The traditional method of burning-in a handle is great, in theory. It's reversible, it's straightforward...and who doesn't occasional enjoy playing with fire. The problem is, custom handles usually have a bunch of parts that don't like high heat. Glue joints melding spacers and mixed materials -even when assembled with a through-dowel- are not always welcoming to a red hot tang that might melt or weaken the glue. And similarly, dense and oily exotic woods aren't terribly welcoming to the idea of expansion and contraction that heat introduces. They have a bad habit of cracking if not handled with care. And even when you're careful, they'll occasional remind you - luck isn't always on your side.

With the many hours and, or, dollars, that go into a custom handle - it's an unpleasant moment when you break one before even putting it to use. Been there, done that.... and no joy.

The alternative - glue the beast on with epoxy - has its own pitfalls. most obvious beyond messy - it's pretty much permanent. If the handle shifted while the epoxy was curing (maybe because an oversized tang hole left room for movement?) Or the handle otherwise ended up out of alignment? Oh well. And if you love the handle, but maybe not love the marriage of it and one particular blade after giving it a spin for a while...Too bad there too. Removing an epoxied handle brings high odds the handle won't survive the surgery and will have to be amputated. 

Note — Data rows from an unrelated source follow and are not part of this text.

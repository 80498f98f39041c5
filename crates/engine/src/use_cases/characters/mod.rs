//! Character use cases.
//!
//! Creating a character also provisions its spirit die pool, and a level
//! change through an update reprovisions it.

use std::sync::Arc;

use spiritdice_domain::{Character, CharacterId, CharacterName, DomainError, Level, PathName};

use crate::infrastructure::ports::{CharacterRepo, ClockPort, RepoError};
use crate::use_cases::portraits::{PortraitError, PortraitOps};
use crate::use_cases::spirit_dice::{PoolOps, SpiritDiceError};

#[derive(Debug, thiserror::Error)]
pub enum CharacterError {
    #[error("Character not found: {0}")]
    NotFound(CharacterId),
    #[error("No characters found")]
    NoCharacters,
    #[error(transparent)]
    Validation(#[from] DomainError),
    #[error(transparent)]
    SpiritDice(#[from] SpiritDiceError),
    #[error(transparent)]
    Portrait(#[from] PortraitError),
    #[error("Repository error: {0}")]
    Repo(#[from] RepoError),
}

#[derive(Debug, Clone)]
pub struct CreateCharacterInput {
    pub name: String,
    pub path: String,
    /// Defaults to level 1
    pub level: Option<i64>,
}

/// Partial update. `portrait_url: Some(None)` clears the portrait reference.
#[derive(Debug, Clone, Default)]
pub struct UpdateCharacterInput {
    pub name: Option<String>,
    pub path: Option<String>,
    pub level: Option<i64>,
    pub portrait_url: Option<Option<String>>,
}

pub struct CharacterOps {
    characters: Arc<dyn CharacterRepo>,
    pool: Arc<PoolOps>,
    portraits: Arc<PortraitOps>,
    clock: Arc<dyn ClockPort>,
}

impl CharacterOps {
    pub fn new(
        characters: Arc<dyn CharacterRepo>,
        pool: Arc<PoolOps>,
        portraits: Arc<PortraitOps>,
        clock: Arc<dyn ClockPort>,
    ) -> Self {
        Self {
            characters,
            pool,
            portraits,
            clock,
        }
    }

    /// All characters, oldest first, with dangling portrait references cleared.
    pub async fn list(&self) -> Result<Vec<Character>, CharacterError> {
        let characters = self.characters.list().await?;
        Ok(self.portraits.prune_missing(characters).await?)
    }

    pub async fn get(&self, id: CharacterId) -> Result<Character, CharacterError> {
        self.characters
            .get(id)
            .await?
            .ok_or(CharacterError::NotFound(id))
    }

    /// The first character created.
    pub async fn get_default(&self) -> Result<Character, CharacterError> {
        self.characters
            .list()
            .await?
            .into_iter()
            .next()
            .ok_or(CharacterError::NoCharacters)
    }

    pub async fn create(&self, input: CreateCharacterInput) -> Result<Character, CharacterError> {
        let name = CharacterName::new(input.name)?;
        let path = PathName::new(input.path)?;
        let level = input.level.map(Level::new).transpose()?.unwrap_or_default();

        let character = Character::new(name, path, level, self.clock.now());
        self.characters.save(&character).await?;
        self.pool.reprovision(character.id(), level).await?;

        tracing::info!(
            character_id = %character.id(),
            name = %character.name(),
            level = %level,
            "Character created"
        );
        Ok(character)
    }

    /// Apply a partial update. Every field is validated before anything is saved.
    pub async fn update(
        &self,
        id: CharacterId,
        input: UpdateCharacterInput,
    ) -> Result<Character, CharacterError> {
        let name = input.name.map(CharacterName::new).transpose()?;
        let path = input.path.map(PathName::new).transpose()?;
        let level = input.level.map(Level::new).transpose()?;

        let mut character = self.get(id).await?;
        if let Some(name) = name {
            character.set_name(name);
        }
        if let Some(path) = path {
            character.set_path(path);
        }
        if let Some(portrait_url) = input.portrait_url {
            character.set_portrait(portrait_url.filter(|url| !url.trim().is_empty()));
        }
        let level_change = level.and_then(|level| character.set_level(level));

        self.characters.save(&character).await?;

        if let Some(change) = level_change {
            tracing::info!(
                character_id = %id,
                from = %change.from,
                to = %change.to,
                "Character level changed"
            );
            self.pool.reprovision(id, change.to).await?;
        }
        Ok(character)
    }
}
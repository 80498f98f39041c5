//! Spirit dice use cases.
//!
//! Rolling and pool maintenance share one `PoolLocks` so that every
//! read-modify-write on a character's pool is serialized.

use std::sync::Arc;

mod error;
mod locks;
mod pool;
mod roll;

pub use error::SpiritDiceError;
pub use locks::PoolLocks;
pub use pool::{CreatePoolInput, PoolOps, UpdatePoolInput};
pub use roll::{RollResult, RollSpiritDie};

/// Container for spirit dice use cases.
pub struct SpiritDiceUseCases {
    pub roll: Arc<RollSpiritDie>,
    pub pool: Arc<PoolOps>,
}

impl SpiritDiceUseCases {
    pub fn new(roll: Arc<RollSpiritDie>, pool: Arc<PoolOps>) -> Self {
        Self { roll, pool }
    }
}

Hide glue, long used in instrument making and other woodworking projects, has the dual benefits of being both a rigid and reversible glue. Unlike wood glues or epoxy, it doesn't flex...."no creep" to use the technical phrase. When it dries, it can usually be fractured along the glue line and the glue joint will not move. And as for reversible - get it wet and hot...it'll liquefy. Or again, just give it some force in the right place to get it to shear against itself. Antique restorers and luthiers use it for exactly these reasons.

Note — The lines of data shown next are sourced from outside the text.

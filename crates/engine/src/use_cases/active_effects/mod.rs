//! Active effect use cases.
//!
//! Lingering conditions tracked on a character sheet. Effects are applied and
//! cleared; there is no partial edit.

use std::sync::Arc;

use spiritdice_domain::{
    ActiveEffect, ActiveEffectId, CharacterId, Description, DomainError, EffectName,
};

use crate::infrastructure::ports::{ActiveEffectRepo, CharacterRepo, RepoError};

#[derive(Debug, thiserror::Error)]
pub enum ActiveEffectError {
    #[error("Active effect not found: {0}")]
    NotFound(ActiveEffectId),
    #[error("Character not found: {0}")]
    CharacterNotFound(CharacterId),
    #[error(transparent)]
    Validation(#[from] DomainError),
    #[error("Repository error: {0}")]
    Repo(#[from] RepoError),
}

#[derive(Debug, Clone, Default)]
pub struct CreateActiveEffectInput {
    pub name: String,
    /// Defaults to 1
    pub level: Option<i64>,
    pub description: Option<String>,
}

pub struct ActiveEffectOps {
    characters: Arc<dyn CharacterRepo>,
    effects: Arc<dyn ActiveEffectRepo>,
}

impl ActiveEffectOps {
    pub fn new(characters: Arc<dyn CharacterRepo>, effects: Arc<dyn ActiveEffectRepo>) -> Self {
        Self {
            characters,
            effects,
        }
    }

    pub async fn list(
        &self,
        character_id: CharacterId,
    ) -> Result<Vec<ActiveEffect>, ActiveEffectError> {
        Ok(self.effects.list_for_character(character_id).await?)
    }

    pub async fn create(
        &self,
        character_id: CharacterId,
        input: CreateActiveEffectInput,
    ) -> Result<ActiveEffect, ActiveEffectError> {
        let name = EffectName::new(input.name)?;
        let description = input
            .description
            .map(Description::new)
            .transpose()?
            .unwrap_or_default();
        let level = match input.level {
            Some(level) => u32::try_from(level)
                .map_err(|_| DomainError::validation("Effect level must be at least 1"))?,
            None => ActiveEffect::DEFAULT_LEVEL,
        };
        let effect = ActiveEffect::new(character_id, name)
            .with_level(level)?
            .with_description(description);

        if self.characters.get(character_id).await?.is_none() {
            return Err(ActiveEffectError::CharacterNotFound(character_id));
        }

        self.effects.save(&effect).await?;
        tracing::debug!(
            character_id = %character_id,
            effect_id = %effect.id(),
            name = %effect.name(),
            level = effect.level(),
            "Active effect applied"
        );
        Ok(effect)
    }

    pub async fn delete(&self, id: ActiveEffectId) -> Result<(), ActiveEffectError> {
        match self.effects.delete(id).await {
            Ok(()) => {
                tracing::debug!(effect_id = %id, "Active effect cleared");
                Ok(())
            }
            Err(e) if e.is_not_found() => Err(ActiveEffectError::NotFound(id)),
            Err(e) => Err(e.into()),
        }
    }
}

#[cfg(test)]
mod tests {
    use super::*;
    use crate::infrastructure::memory::InMemoryRepositories;
    use crate::infrastructure::ports::{MockActiveEffectRepo, MockCharacterRepo};
    use chrono::Utc;
    use spiritdice_domain::{Character, CharacterName, Level, PathName};

    async fn fixture() -> (ActiveEffectOps, CharacterId) {
        let repos = InMemoryRepositories::new();
        let character = Character::new(
            CharacterName::new("R'aan Fames").unwrap(),
            PathName::new("Path of Gluttony").unwrap(),
            Level::new(8).unwrap(),
            Utc::now(),
        );
        repos.character.save(&character).await.unwrap();
        (
            ActiveEffectOps::new(repos.character.clone(), repos.active_effect.clone()),
            character.id(),
        )
    }

    fn toxin(level: Option<i64>) -> CreateActiveEffectInput {
        CreateActiveEffectInput {
            name: "Grung Toxin".into(),
            level,
            description: Some("Poisoned".into()),
        }
    }

    #[tokio::test]
    async fn create_list_and_delete() {
        let (ops, owner) = fixture().await;
        let first = ops.create(owner, toxin(None)).await.unwrap();
        assert_eq!(first.level(), 1);
        let second = ops.create(owner, toxin(Some(2))).await.unwrap();

        let levels: Vec<u32> = ops
            .list(owner)
            .await
            .unwrap()
            .iter()
            .map(ActiveEffect::level)
            .collect();
        assert_eq!(levels, vec![1, 2]);

        ops.delete(first.id()).await.unwrap();
        let remaining: Vec<ActiveEffectId> = ops
            .list(owner)
            .await
            .unwrap()
            .iter()
            .map(ActiveEffect::id)
            .collect();
        assert_eq!(remaining, vec![second.id()]);
        assert!(matches!(
            ops.delete(first.id()).await,
            Err(ActiveEffectError::NotFound(_))
        ));
    }

    #[tokio::test]
    async fn rejects_bad_input_and_unknown_owner() {
        let (ops, owner) = fixture().await;
        for level in [0, -1] {
            assert!(matches!(
                ops.create(owner, toxin(Some(level))).await,
                Err(ActiveEffectError::Validation(_))
            ));
        }
        assert!(matches!(
            ops.create(
                owner,
                CreateActiveEffectInput {
                    name: "  ".into(),
                    ..Default::default()
                }
            )
            .await,
            Err(ActiveEffectError::Validation(_))
        ));
        assert!(matches!(
            ops.create(CharacterId::new(), toxin(None)).await,
            Err(ActiveEffectError::CharacterNotFound(_))
        ));
        assert!(ops.list(owner).await.unwrap().is_empty());
    }

    #[tokio::test]
    async fn invalid_input_never_reaches_the_store() {
        let mut effects = MockActiveEffectRepo::new();
        effects.expect_save().never();
        let ops = ActiveEffectOps::new(Arc::new(MockCharacterRepo::new()), Arc::new(effects));

        let result = ops.create(CharacterId::new(), toxin(Some(0))).await;
        assert!(matches!(result, Err(ActiveEffectError::Validation(_))));
    }

    #[tokio::test]
    async fn storage_failure_is_propagated() {
        let mut effects = MockActiveEffectRepo::new();
        effects
            .expect_delete()
            .returning(|_| Err(RepoError::database("delete", "disk full")));
        let ops = ActiveEffectOps::new(Arc::new(MockCharacterRepo::new()), Arc::new(effects));

        assert!(matches!(
            ops.delete(ActiveEffectId::new()).await,
            Err(ActiveEffectError::Repo(_))
        ));
    }
}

I make sayas with hide glue so I can open them and refit them in the future if needed...and it works like a charm. Mounting handles was a random 'what if' idea.

Now, of course, reversible from wet and hot conditions doesn't sound ideal for a kitchen or kitchen knife...but waterproofing is easy enough and hot means over 160-180 degrees. That's not likely going to be an issue . If you've heated your expensive carbon knife to an internal temp inside the handle at that range, something's wrong. Then again, if it does happen...with hide glue, you can always re-glue it with fresh glue.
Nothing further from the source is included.